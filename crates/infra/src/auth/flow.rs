//! Interactive authorization-code flow over a loopback redirect.
//!
//! One [`ManualAuthorizationFlow`] per login attempt:
//!
//! ```text
//! Idle -> AuthorizationLaunched -> AwaitingRedirect
//!      -> CodeReceived -> Exchanging -> Succeeded | Failed
//!      -> ErrorReceived -> Failed
//!      -> Superseded (another flow took the loopback route)
//! ```
//!
//! The redirect handler only forwards the parsed query over a oneshot
//! channel; everything after that runs on the flow's own task.

use std::fmt;
use std::sync::Arc;

use loopauth_domain::constants::{
    FIELD_CLIENT_ID, FIELD_REDIRECT_URI, FIELD_RESPONSE_TYPE, FIELD_SCOPE, LOOPBACK_ADDRESS_BASE,
    RESPONSE_TYPE_CODE,
};
use loopauth_domain::{AuthorizationQuery, ClientCredentials, StatusKind, TokenSet};
use tokio::sync::oneshot;
use tracing::{debug, error, info, warn};

use super::token_endpoint::TokenEndpointClient;
use crate::http::encode_pairs;
use crate::loopback::{AcknowledgmentPages, CallbackHandler, LoopbackCallbackServer, RouteToken};
use crate::platform::UrlOpener;

/// Collaborators shared by every flow started from the same client.
#[derive(Clone)]
pub struct FlowContext {
    token_endpoint: TokenEndpointClient,
    loopback: Arc<LoopbackCallbackServer>,
    opener: Arc<dyn UrlOpener>,
    pages: AcknowledgmentPages,
    authorization_url: String,
    loopback_path: String,
}

impl FlowContext {
    #[must_use]
    pub fn new(
        token_endpoint: TokenEndpointClient,
        loopback: Arc<LoopbackCallbackServer>,
        opener: Arc<dyn UrlOpener>,
        pages: AcknowledgmentPages,
        authorization_url: impl Into<String>,
        loopback_path: impl Into<String>,
    ) -> Self {
        Self {
            token_endpoint,
            loopback,
            opener,
            pages,
            authorization_url: authorization_url.into(),
            loopback_path: loopback_path.into(),
        }
    }

    #[must_use]
    pub fn loopback(&self) -> &Arc<LoopbackCallbackServer> {
        &self.loopback
    }
}

#[derive(Debug, Clone, Copy, PartialEq, Eq)]
pub enum FlowState {
    Idle,
    AuthorizationLaunched,
    AwaitingRedirect,
    CodeReceived,
    ErrorReceived,
    Exchanging,
    Succeeded,
    Failed(StatusKind),
    Superseded,
}

impl fmt::Display for FlowState {
    fn fmt(&self, f: &mut fmt::Formatter<'_>) -> fmt::Result {
        match self {
            Self::Idle => f.write_str("idle"),
            Self::AuthorizationLaunched => f.write_str("authorization_launched"),
            Self::AwaitingRedirect => f.write_str("awaiting_redirect"),
            Self::CodeReceived => f.write_str("code_received"),
            Self::ErrorReceived => f.write_str("error_received"),
            Self::Exchanging => f.write_str("exchanging"),
            Self::Succeeded => f.write_str("succeeded"),
            Self::Failed(kind) => write!(f, "failed({kind})"),
            Self::Superseded => f.write_str("superseded"),
        }
    }
}

/// Terminal result of [`ManualAuthorizationFlow::run`].
#[derive(Debug, Clone, PartialEq, Eq)]
pub enum FlowResult {
    Completed(Result<TokenSet, StatusKind>),
    /// The loopback route was taken over before a redirect arrived. No
    /// result is reported for this flow.
    Superseded,
}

___

- _WHAT THIS TASK INVOLVES_
Go through the lines above and count those that include "derive"; give the total and nothing more.

- _WRITTEN ANSWER_
3